- **EXERCISE BRIEF**: Return all lines of the data in which the string "impl" occurs.
═══ DATA ═══
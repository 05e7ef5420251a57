use axum::{
    http::StatusCode,
    response::{IntoResponse, Response},
};
use thiserror::Error;

use crate::utils::{error_codes, error_to_api_response};

/// 托管后端调用失败
#[derive(Debug, Error)]
pub enum BackendError {
    #[error("request to backend failed: {0}")]
    Http(#[from] reqwest::Error),

    #[error("backend rejected the session")]
    Unauthorized,

    #[error("backend returned {status}: {message}")]
    Status { status: u16, message: String },

    #[error("not found: {0}")]
    NotFound(String),

    #[error("failed to decode backend response: {0}")]
    Decode(String),
}

/// 单条活动记录不合法
#[derive(Debug, Clone, PartialEq, Eq, Error)]
pub enum RowError {
    #[error("event {0} has an empty title")]
    EmptyTitle(String),
}

/// 设备定位失败
#[derive(Debug, Clone, PartialEq, Eq, Error)]
pub enum LocationError {
    #[error("location permission denied")]
    PermissionDenied,

    #[error("location unavailable: {0}")]
    Unavailable(String),
}

/// 活动列表整体不可用（所有分区查询均失败）
#[derive(Debug, Clone, PartialEq, Eq, Error)]
pub enum FeedError {
    #[error("no event partition could be loaded")]
    Unavailable,
}

/// 筛选条件不合法
#[derive(Debug, Clone, PartialEq, Error)]
pub enum FilterError {
    #[error("unknown category: {0}")]
    UnknownCategory(String),

    #[error("unknown sort strategy: {0}")]
    UnknownSort(String),

    #[error("radius {0} is not one of the offered options")]
    RadiusNotOffered(f64),

    #[error("sort strategy {0} is not offered")]
    SortNotOffered(String),

    #[error("invalid location: {0}")]
    InvalidLocation(String),

    #[error("invalid utc offset: {0} minutes")]
    InvalidOffset(i32),
}

#[derive(Debug)]
pub enum AppError {
    Unauthorized,
    Validation(String),
}

impl From<FilterError> for AppError {
    fn from(err: FilterError) -> Self {
        AppError::Validation(err.to_string())
    }
}

impl IntoResponse for AppError {
    fn into_response(self) -> Response {
        let (code, error_message) = match self {
            AppError::Unauthorized => (error_codes::AUTH_FAILED, "未授权访问".to_string()),
            AppError::Validation(msg) => (error_codes::VALIDATION_ERROR, format!("参数错误: {}", msg)),
        };

        (StatusCode::OK, error_to_api_response::<()>(code, error_message)).into_response()
    }
}
mod event;
mod filter;
mod location;
mod session;

pub use event::{Coordinate, Event, EventCategory, EventRow, Position};
pub use filter::{CategorySelection, FilterState, SortStrategy};
pub use location::UserLocation;
pub use session::{Profile, Session, UserIdentity};
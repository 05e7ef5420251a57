use axum::http::StatusCode;
use axum::response::IntoResponse;
use serde::Serialize;

use crate::utils::success_to_api_response;

/// Ping响应
#[derive(Serialize)]
pub struct PingResponse {
    /// 服务状态
    pub status: String,
    /// 服务器时间
    pub timestamp: i64,
}

/// 健康检查接口
pub async fn ping() -> impl IntoResponse {
    (
        StatusCode::OK,
        success_to_api_response(PingResponse {
            status: "ok".to_string(),
            timestamp: chrono::Utc::now().timestamp(),
        }),
    )
}
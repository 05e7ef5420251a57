use chrono::{DateTime, FixedOffset, Local, Utc};
use serde::{Deserialize, Serialize};

use crate::backend::EventBackend;
use crate::discovery::{Pipeline, merge_visible};
use crate::error::{FeedError, FilterError};
use crate::models::{Event, EventCategory, FilterState, Session, SortStrategy, UserLocation};
use crate::utils::start_of_today;

#[derive(Debug, Deserialize)]
pub struct FeedQuery {
    pub category: Option<String>,
    pub sort: Option<String>,
    pub radius: Option<f64>,
    pub latitude: Option<f64>,
    pub longitude: Option<f64>,
    /// 客户端所在时区相对 UTC 的分钟数，用来确定"今天"
    pub utc_offset_minutes: Option<i32>,
}

/// 校验后的请求
#[derive(Debug, Clone)]
pub struct FeedRequest {
    pub filter: FilterState,
    pub location: Option<UserLocation>,
    pub starts_after: DateTime<Utc>,
}

impl FeedQuery {
    pub fn into_request(self, pipeline: &Pipeline) -> Result<FeedRequest, FilterError> {
        let filter = pipeline.filter_state(
            self.category.as_deref(),
            self.sort.as_deref(),
            self.radius,
        )?;
        let location = UserLocation::from_query(self.latitude, self.longitude)?;

        let starts_after = match self.utc_offset_minutes {
            Some(minutes) => {
                let offset = minutes
                    .checked_mul(60)
                    .and_then(FixedOffset::east_opt)
                    .ok_or(FilterError::InvalidOffset(minutes))?;
                start_of_today(&Utc::now().with_timezone(&offset))
            }
            None => start_of_today(&Local::now()),
        };

        Ok(FeedRequest {
            filter,
            location,
            starts_after,
        })
    }
}

#[derive(Debug, Serialize)]
pub struct EventView {
    pub id: String,
    pub title: String,
    pub description: String,
    pub category: EventCategory,
    pub start_time: DateTime<Utc>,
    pub created_at: DateTime<Utc>,
    pub latitude: Option<f64>,
    pub longitude: Option<f64>,
    pub address: Option<String>,
    pub place_name: Option<String>,
    pub university: Option<String>,
    pub creator_id: String,
    #[serde(skip_serializing_if = "Option::is_none")]
    pub distance_miles: Option<f64>,
    /// 已开始的活动，客户端置灰显示
    pub expired: bool,
}

impl EventView {
    pub fn new(event: Event, location: Option<&UserLocation>, now: DateTime<Utc>) -> Self {
        let coordinate = event.position.coordinate();
        Self {
            distance_miles: location.and_then(|l| event.distance_from(l)),
            expired: event.is_past(now),
            latitude: coordinate.map(|c| c.latitude),
            longitude: coordinate.map(|c| c.longitude),
            id: event.id,
            title: event.title,
            description: event.description,
            category: event.category,
            start_time: event.start_time,
            created_at: event.created_at,
            address: event.address,
            place_name: event.place_name,
            university: event.organization,
            creator_id: event.creator_id,
        }
    }
}

#[derive(Debug, Serialize)]
pub struct FeedResponse {
    pub events: Vec<EventView>,
    pub total: usize,
    pub filter: FilterState,
    /// 有分区查询失败、结果不完整
    pub degraded: bool,
}

#[derive(Debug, Serialize)]
pub struct MapPin {
    pub id: String,
    pub title: String,
    pub category: EventCategory,
    pub latitude: f64,
    pub longitude: f64,
    pub place_name: Option<String>,
}

impl MapPin {
    pub fn from_event(event: Event) -> Option<Self> {
        let coordinate = event.position.coordinate()?;
        Some(Self {
            id: event.id,
            title: event.title,
            category: event.category,
            latitude: coordinate.latitude,
            longitude: coordinate.longitude,
            place_name: event.place_name,
        })
    }
}

#[derive(Debug, Serialize)]
pub struct OptionsResponse {
    pub radius_options: Vec<f64>,
    pub default_radius: f64,
    pub sort_strategies: Vec<SortStrategy>,
    pub default_sort: SortStrategy,
    pub categories: Vec<EventCategory>,
}

impl From<&Pipeline> for OptionsResponse {
    fn from(pipeline: &Pipeline) -> Self {
        let config = pipeline.config();
        Self {
            radius_options: config.radius_options.clone(),
            default_radius: config.default_radius,
            sort_strategies: config.sort_strategies.clone(),
            default_sort: config.default_sort,
            categories: EventCategory::ALL.to_vec(),
        }
    }
}

pub struct LoadedFeed {
    pub events: Vec<Event>,
    pub degraded: bool,
    pub error: Option<FeedError>,
}

/// 拉取可见活动并跑一遍管道
pub async fn load_feed<B: EventBackend>(
    backend: &B,
    pipeline: &Pipeline,
    session: &Session,
    request: &FeedRequest,
) -> LoadedFeed {
    let outcome = merge_visible(
        backend,
        session.access_token.as_deref(),
        session.organization.as_deref(),
        request.starts_after,
    )
    .await;

    let events = pipeline.run(&outcome.events, &request.filter, request.location.as_ref());
    LoadedFeed {
        events,
        degraded: outcome.is_degraded(),
        error: outcome.error(),
    }
}
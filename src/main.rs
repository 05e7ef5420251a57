use std::net::{IpAddr, SocketAddr};

use campus_events::{AppState, backend::RestBackend, config::Config, routes};
#[cfg(debug_assertions)]
use tower_http::cors::CorsLayer;
use tracing_subscriber::{layer::SubscriberExt, util::SubscriberInitExt};

#[tokio::main]
async fn main() {
    // 初始化日志
    tracing_subscriber::registry()
        .with(tracing_subscriber::EnvFilter::new(
            std::env::var("RUST_LOG").unwrap_or_else(|_| "info".into()),
        ))
        .with(tracing_subscriber::fmt::layer())
        .init();

    // 加载配置
    let config = Config::from_env().expect("Failed to load configuration");
    tracing::info!(
        "Pipeline: radius options {:?} (default {}), sort strategies {:?}",
        config.pipeline.radius_options,
        config.pipeline.default_radius,
        config.pipeline.sort_strategies
    );

    let backend = RestBackend::from_config(&config).expect("Failed to build backend client");
    let state = AppState::new(config.clone(), backend);

    let router = routes::app_router(state);

    // 开发模式下允许所有来源
    #[cfg(debug_assertions)]
    let router = {
        tracing::debug!("Adding CORS layer for development mode");
        router.layer(CorsLayer::permissive())
    };

    let addr = SocketAddr::new(
        config.server_host.parse().unwrap_or_else(|_| {
            tracing::warn!("Invalid server_host, falling back to dual-stack default");
            IpAddr::V6(std::net::Ipv6Addr::UNSPECIFIED)
        }),
        config.server_port,
    );
    tracing::info!("Server listening on {}", addr);
    axum::serve(
        tokio::net::TcpListener::bind(&addr)
            .await
            .expect("Failed to bind"),
        router,
    )
    .await
    .expect("Failed to start server");
}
═══
- **EXPECTED ANSWER**:
impl From<FilterError> for AppError {
impl IntoResponse for AppError {
pub async fn ping() -> impl IntoResponse {
impl FeedQuery {
impl EventView {
impl MapPin {
impl From<&Pipeline> for OptionsResponse {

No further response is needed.